Report every line of the data where the string "below" appears.
---+---
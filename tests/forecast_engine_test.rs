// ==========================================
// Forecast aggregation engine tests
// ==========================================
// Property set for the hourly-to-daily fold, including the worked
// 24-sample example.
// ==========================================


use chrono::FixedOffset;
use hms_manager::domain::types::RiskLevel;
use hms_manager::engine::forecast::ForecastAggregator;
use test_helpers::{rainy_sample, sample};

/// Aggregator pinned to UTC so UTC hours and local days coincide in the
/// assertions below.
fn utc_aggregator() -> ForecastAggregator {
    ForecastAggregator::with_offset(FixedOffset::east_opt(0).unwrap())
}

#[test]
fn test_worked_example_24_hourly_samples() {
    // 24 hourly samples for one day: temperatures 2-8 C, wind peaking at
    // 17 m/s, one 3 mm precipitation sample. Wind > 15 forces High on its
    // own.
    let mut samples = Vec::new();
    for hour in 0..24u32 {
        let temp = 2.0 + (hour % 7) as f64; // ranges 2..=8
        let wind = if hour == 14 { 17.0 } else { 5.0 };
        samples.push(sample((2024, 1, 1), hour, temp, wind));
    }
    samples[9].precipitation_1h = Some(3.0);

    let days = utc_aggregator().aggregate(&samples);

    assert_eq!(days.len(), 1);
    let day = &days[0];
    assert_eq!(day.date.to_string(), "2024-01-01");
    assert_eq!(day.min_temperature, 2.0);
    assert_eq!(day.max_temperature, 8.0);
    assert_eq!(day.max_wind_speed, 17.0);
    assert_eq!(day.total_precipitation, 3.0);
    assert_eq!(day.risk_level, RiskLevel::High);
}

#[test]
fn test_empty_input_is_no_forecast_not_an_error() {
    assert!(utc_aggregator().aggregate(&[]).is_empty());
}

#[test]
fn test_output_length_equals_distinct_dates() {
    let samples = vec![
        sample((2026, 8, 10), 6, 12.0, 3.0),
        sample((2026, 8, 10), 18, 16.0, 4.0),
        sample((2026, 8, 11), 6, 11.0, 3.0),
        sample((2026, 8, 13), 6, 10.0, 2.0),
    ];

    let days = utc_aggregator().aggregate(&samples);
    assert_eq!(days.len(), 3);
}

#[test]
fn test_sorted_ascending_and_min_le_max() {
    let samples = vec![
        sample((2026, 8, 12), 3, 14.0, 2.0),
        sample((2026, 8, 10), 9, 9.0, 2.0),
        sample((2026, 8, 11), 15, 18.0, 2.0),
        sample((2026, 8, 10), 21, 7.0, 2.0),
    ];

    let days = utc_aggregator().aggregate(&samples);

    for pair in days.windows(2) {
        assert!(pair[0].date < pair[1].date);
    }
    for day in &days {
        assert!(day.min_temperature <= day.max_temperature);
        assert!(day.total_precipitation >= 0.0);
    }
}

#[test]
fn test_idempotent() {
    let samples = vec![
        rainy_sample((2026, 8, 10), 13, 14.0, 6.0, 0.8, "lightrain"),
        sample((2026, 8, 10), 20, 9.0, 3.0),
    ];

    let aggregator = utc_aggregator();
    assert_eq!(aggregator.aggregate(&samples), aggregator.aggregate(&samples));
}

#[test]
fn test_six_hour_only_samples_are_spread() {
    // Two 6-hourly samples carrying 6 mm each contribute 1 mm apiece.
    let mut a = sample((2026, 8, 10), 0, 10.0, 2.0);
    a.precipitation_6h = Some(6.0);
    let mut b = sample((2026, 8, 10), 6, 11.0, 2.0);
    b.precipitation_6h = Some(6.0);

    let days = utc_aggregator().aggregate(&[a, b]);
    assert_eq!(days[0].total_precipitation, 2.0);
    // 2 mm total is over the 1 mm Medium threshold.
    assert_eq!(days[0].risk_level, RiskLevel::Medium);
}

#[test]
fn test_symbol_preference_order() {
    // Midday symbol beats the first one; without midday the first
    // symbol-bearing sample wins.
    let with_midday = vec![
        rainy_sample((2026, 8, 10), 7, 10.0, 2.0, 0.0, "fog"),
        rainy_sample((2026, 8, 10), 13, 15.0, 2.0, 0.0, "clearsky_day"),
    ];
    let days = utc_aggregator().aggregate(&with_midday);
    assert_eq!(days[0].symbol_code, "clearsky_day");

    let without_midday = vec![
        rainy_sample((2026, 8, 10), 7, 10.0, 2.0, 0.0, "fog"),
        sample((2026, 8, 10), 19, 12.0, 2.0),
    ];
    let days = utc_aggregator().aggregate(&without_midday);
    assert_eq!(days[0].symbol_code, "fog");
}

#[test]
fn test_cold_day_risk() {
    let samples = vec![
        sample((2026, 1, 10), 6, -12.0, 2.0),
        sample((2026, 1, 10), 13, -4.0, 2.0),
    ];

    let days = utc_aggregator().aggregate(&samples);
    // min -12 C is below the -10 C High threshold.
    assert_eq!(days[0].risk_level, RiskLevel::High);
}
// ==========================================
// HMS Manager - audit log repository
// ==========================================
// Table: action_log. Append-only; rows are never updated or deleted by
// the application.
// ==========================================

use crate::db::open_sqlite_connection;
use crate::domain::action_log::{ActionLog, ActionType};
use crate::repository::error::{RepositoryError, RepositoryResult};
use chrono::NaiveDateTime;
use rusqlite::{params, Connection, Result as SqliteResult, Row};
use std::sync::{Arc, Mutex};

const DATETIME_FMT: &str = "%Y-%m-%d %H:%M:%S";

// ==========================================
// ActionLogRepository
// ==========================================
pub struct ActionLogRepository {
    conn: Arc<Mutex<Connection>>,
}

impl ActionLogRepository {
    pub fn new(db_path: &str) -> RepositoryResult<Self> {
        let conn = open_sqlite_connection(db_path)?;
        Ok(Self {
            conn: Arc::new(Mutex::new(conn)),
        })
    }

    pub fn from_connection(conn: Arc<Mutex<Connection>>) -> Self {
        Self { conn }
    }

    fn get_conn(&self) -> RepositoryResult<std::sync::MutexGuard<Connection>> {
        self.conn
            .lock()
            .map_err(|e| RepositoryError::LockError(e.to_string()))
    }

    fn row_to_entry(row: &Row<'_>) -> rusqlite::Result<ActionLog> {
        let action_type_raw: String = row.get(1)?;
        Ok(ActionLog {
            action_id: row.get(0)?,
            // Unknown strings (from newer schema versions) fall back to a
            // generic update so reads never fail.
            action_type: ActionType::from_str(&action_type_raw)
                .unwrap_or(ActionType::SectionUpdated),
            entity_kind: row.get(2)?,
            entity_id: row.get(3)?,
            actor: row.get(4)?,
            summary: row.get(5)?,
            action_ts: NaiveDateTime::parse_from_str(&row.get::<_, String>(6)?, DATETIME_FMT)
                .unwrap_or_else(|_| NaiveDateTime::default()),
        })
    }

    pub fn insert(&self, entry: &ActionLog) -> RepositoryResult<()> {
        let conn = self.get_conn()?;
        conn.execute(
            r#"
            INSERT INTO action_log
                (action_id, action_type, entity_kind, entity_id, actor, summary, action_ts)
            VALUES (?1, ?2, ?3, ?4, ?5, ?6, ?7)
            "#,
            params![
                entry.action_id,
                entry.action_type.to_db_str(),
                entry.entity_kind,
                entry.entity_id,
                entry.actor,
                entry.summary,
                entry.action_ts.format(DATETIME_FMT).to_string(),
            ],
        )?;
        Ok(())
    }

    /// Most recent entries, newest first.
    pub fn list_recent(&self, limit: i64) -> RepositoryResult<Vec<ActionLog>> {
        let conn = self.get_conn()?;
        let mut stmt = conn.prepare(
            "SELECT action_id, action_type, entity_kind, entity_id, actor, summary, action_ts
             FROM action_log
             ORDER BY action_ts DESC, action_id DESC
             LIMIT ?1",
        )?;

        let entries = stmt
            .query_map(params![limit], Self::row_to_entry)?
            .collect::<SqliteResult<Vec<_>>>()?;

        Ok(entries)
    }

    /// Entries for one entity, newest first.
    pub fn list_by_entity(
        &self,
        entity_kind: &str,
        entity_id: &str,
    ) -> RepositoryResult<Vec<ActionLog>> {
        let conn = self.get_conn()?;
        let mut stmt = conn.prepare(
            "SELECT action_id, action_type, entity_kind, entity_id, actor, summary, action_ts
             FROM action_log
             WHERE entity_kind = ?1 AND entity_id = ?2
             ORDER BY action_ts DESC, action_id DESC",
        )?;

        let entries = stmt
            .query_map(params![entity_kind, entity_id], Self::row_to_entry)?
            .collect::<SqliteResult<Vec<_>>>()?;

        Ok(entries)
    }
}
---+---
ANSWER SECTION
/// assertions below.
    // min -12 C is below the -10 C High threshold.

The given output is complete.